Start of RECORDS SUPPLIED

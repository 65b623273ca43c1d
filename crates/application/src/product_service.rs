use std::sync::Arc;

use bugzot_core::{AppError, AppResult};
use bugzot_domain::{
    Action, Actor, AuditAction, NewAuditEntry, NewProduct, Product, ProductId, ProductMembership,
    ResourceKind, ResourceTarget, Role, UserId,
};
use chrono::Utc;
use serde_json::json;
use tracing::info;

use crate::{
    AuthorizationService, IdentityService, Page, ProductChanges, ProductFilter, ProductMember,
    ProductRepository, SortDirection, UserRepository,
};

/// Largest product catalogue page.
pub const PRODUCT_PAGE_MAX: usize = 100;

/// Filters, name order and paging for the product catalogue.
#[derive(Debug, Clone, PartialEq, Eq)]
pub struct ProductListQuery {
    /// Search and active-flag filters.
    pub filter: ProductFilter,
    /// Name order.
    pub sort_dir: SortDirection,
    /// Page size.
    pub limit: usize,
    /// Rows to skip.
    pub offset: usize,
}

impl Default for ProductListQuery {
    fn default() -> Self {
        Self {
            filter: ProductFilter::default(),
            sort_dir: SortDirection::Asc,
            limit: PRODUCT_PAGE_MAX,
            offset: 0,
        }
    }
}

/// Application service for products and their membership lists.
#[derive(Clone)]
pub struct ProductService {
    product_repository: Arc<dyn ProductRepository>,
    user_repository: Arc<dyn UserRepository>,
    authorization_service: AuthorizationService,
    identity_service: IdentityService,
}

impl ProductService {
    /// Creates a new product service.
    #[must_use]
    pub fn new(
        product_repository: Arc<dyn ProductRepository>,
        user_repository: Arc<dyn UserRepository>,
        authorization_service: AuthorizationService,
        identity_service: IdentityService,
    ) -> Self {
        Self {
            product_repository,
            user_repository,
            authorization_service,
            identity_service,
        }
    }

    /// Creates a product. Administrators only.
    pub async fn create_product(&self, actor: &Actor, input: NewProduct) -> AppResult<Product> {
        let decision = self
            .authorization_service
            .require(actor, Action::Create, &ResourceTarget::product_collection())
            .await?;

        let now = Utc::now();
        let product = Product {
            id: ProductId::new(),
            name: input.name().to_owned(),
            description: input.description().map(ToOwned::to_owned),
            is_active: true,
            is_deleted: false,
            created_at: now,
            updated_at: now,
        };
        let audit = NewAuditEntry::mutation(
            actor.user_id(),
            AuditAction::ProductCreated,
            ResourceKind::Product,
            product.id.as_uuid(),
            decision,
        )
        .with_detail(json!({ "name": product.name }));

        let committed = self
            .product_repository
            .create_product(product, audit)
            .await?;

        info!(
            actor_id = %actor.user_id(),
            product_id = %committed.value.id,
            audit_sequence = committed.audit_sequence,
            "product created"
        );

        Ok(committed.value)
    }

    /// Lists one page of the products the actor may read.
    ///
    /// One collection read is audited; products are then filtered by the
    /// per-product policy, so `total` counts only readable products.
    pub async fn list_products(
        &self,
        actor: &Actor,
        query: ProductListQuery,
    ) -> AppResult<Page<Product>> {
        self.authorization_service
            .require_read(actor, &ResourceTarget::product_collection())
            .await?;

        let filter = ProductFilter {
            search: query
                .filter
                .search
                .map(|search| search.trim().to_owned())
                .filter(|search| !search.is_empty()),
            is_active: query.filter.is_active,
        };
        let mut readable: Vec<Product> = self
            .product_repository
            .list_products(&filter)
            .await?
            .into_iter()
            .filter(|product| {
                self.authorization_service
                    .decide(actor, Action::Read, &ResourceTarget::product(product.id))
                    .is_allowed()
            })
            .collect();
        if query.sort_dir == SortDirection::Desc {
            readable.reverse();
        }

        Ok(Page::window(
            readable,
            query.offset,
            query.limit.clamp(1, PRODUCT_PAGE_MAX),
        ))
    }

    /// Returns one live product.
    pub async fn get_product(&self, actor: &Actor, product_id: ProductId) -> AppResult<Product> {
        let product = self.load_live_product(product_id).await?;
        self.authorization_service
            .require_read(actor, &ResourceTarget::product(product_id))
            .await?;

        Ok(product)
    }

    /// Applies a partial update. Administrators only.
    pub async fn update_product(
        &self,
        actor: &Actor,
        product_id: ProductId,
        changes: ProductChanges,
    ) -> AppResult<Product> {
        self.load_live_product(product_id).await?;
        let decision = self
            .authorization_service
            .require(actor, Action::Update, &ResourceTarget::product(product_id))
            .await?;

        let changes = normalize_changes(changes)?;
        let audit = NewAuditEntry::mutation(
            actor.user_id(),
            AuditAction::ProductUpdated,
            ResourceKind::Product,
            product_id.as_uuid(),
            decision,
        )
        .with_detail(json!({ "fields": changed_fields(&changes) }));

        let committed = self
            .product_repository
            .update_product(product_id, changes, audit)
            .await?;

        info!(
            actor_id = %actor.user_id(),
            product_id = %product_id,
            audit_sequence = committed.audit_sequence,
            "product updated"
        );

        Ok(committed.value)
    }

    /// Soft-deletes a product that has no open bugs. Administrators only.
    pub async fn delete_product(&self, actor: &Actor, product_id: ProductId) -> AppResult<()> {
        self.load_live_product(product_id).await?;
        let decision = self
            .authorization_service
            .require(actor, Action::Delete, &ResourceTarget::product(product_id))
            .await?;

        let audit = NewAuditEntry::mutation(
            actor.user_id(),
            AuditAction::ProductDeleted,
            ResourceKind::Product,
            product_id.as_uuid(),
            decision,
        );
        let committed = self
            .product_repository
            .soft_delete_product(product_id, audit)
            .await?;

        info!(
            actor_id = %actor.user_id(),
            product_id = %product_id,
            audit_sequence = committed.audit_sequence,
            "product deleted"
        );

        Ok(())
    }

    /// Lists the members of a product. Readable by anyone who can read the product.
    pub async fn list_members(
        &self,
        actor: &Actor,
        product_id: ProductId,
    ) -> AppResult<Vec<ProductMember>> {
        self.load_live_product(product_id).await?;
        self.authorization_service
            .require_read(actor, &ResourceTarget::product(product_id))
            .await?;

        self.product_repository.list_members(product_id).await
    }

    /// Adds a member or changes the member's role override.
    pub async fn set_member(
        &self,
        actor: &Actor,
        product_id: ProductId,
        user_id: UserId,
        role_override: Option<Role>,
    ) -> AppResult<ProductMembership> {
        self.load_live_product(product_id).await?;
        let decision = self
            .authorization_service
            .require(actor, Action::ManageMembers, &ResourceTarget::product(product_id))
            .await?;

        if self.user_repository.find_user(user_id).await?.is_none() {
            return Err(AppError::NotFound(format!("user '{user_id}' not found")));
        }

        let audit = NewAuditEntry::mutation(
            actor.user_id(),
            AuditAction::ProductMemberSet,
            ResourceKind::Product,
            product_id.as_uuid(),
            decision,
        )
        .with_detail(json!({
            "user_id": user_id,
            "role_override": role_override.map(|role| role.as_str()),
        }));

        let committed = self
            .product_repository
            .set_member(product_id, user_id, role_override, audit)
            .await?;
        self.identity_service.invalidate_actor(user_id).await;

        info!(
            actor_id = %actor.user_id(),
            product_id = %product_id,
            user_id = %user_id,
            audit_sequence = committed.audit_sequence,
            "product member set"
        );

        Ok(committed.value)
    }

    /// Removes a member from a product.
    pub async fn remove_member(
        &self,
        actor: &Actor,
        product_id: ProductId,
        user_id: UserId,
    ) -> AppResult<()> {
        self.load_live_product(product_id).await?;
        let decision = self
            .authorization_service
            .require(actor, Action::ManageMembers, &ResourceTarget::product(product_id))
            .await?;

        let audit = NewAuditEntry::mutation(
            actor.user_id(),
            AuditAction::ProductMemberRemoved,
            ResourceKind::Product,
            product_id.as_uuid(),
            decision,
        )
        .with_detail(json!({ "user_id": user_id }));

        let committed = self
            .product_repository
            .remove_member(product_id, user_id, audit)
            .await?;
        self.identity_service.invalidate_actor(user_id).await;

        info!(
            actor_id = %actor.user_id(),
            product_id = %product_id,
            user_id = %user_id,
            audit_sequence = committed.audit_sequence,
            "product member removed"
        );

        Ok(())
    }

    async fn load_live_product(&self, product_id: ProductId) -> AppResult<Product> {
        self.product_repository
            .find_product(product_id)
            .await?
            .filter(|product| !product.is_deleted)
            .ok_or_else(|| AppError::NotFound(format!("product '{product_id}' not found")))
    }
}

fn normalize_changes(changes: ProductChanges) -> AppResult<ProductChanges> {
    if changes == ProductChanges::default() {
        return Err(AppError::Validation(
            "product update must change at least one field".to_owned(),
        ));
    }

    let name = changes
        .name
        .map(|name| NewProduct::new(name, None).map(|validated| validated.name().to_owned()))
        .transpose()?;
    let description = changes.description.map(|description| {
        description
            .map(|value| value.trim().to_owned())
            .filter(|value| !value.is_empty())
    });

    Ok(ProductChanges {
        name,
        description,
        is_active: changes.is_active,
    })
}

fn changed_fields(changes: &ProductChanges) -> Vec<&'static str> {
    let mut fields = Vec::new();
    if changes.name.is_some() {
        fields.push("name");
    }
    if changes.description.is_some() {
        fields.push("description");
    }
    if changes.is_active.is_some() {
        fields.push("is_active");
    }
    fields
}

End of RECORDS SUPPLIED

=== EXERCISE GOAL ===
Go through the entries above and count each line that contains the string "catalogue". Reply only with the total.

=== WRITTEN RESPONSE ===
2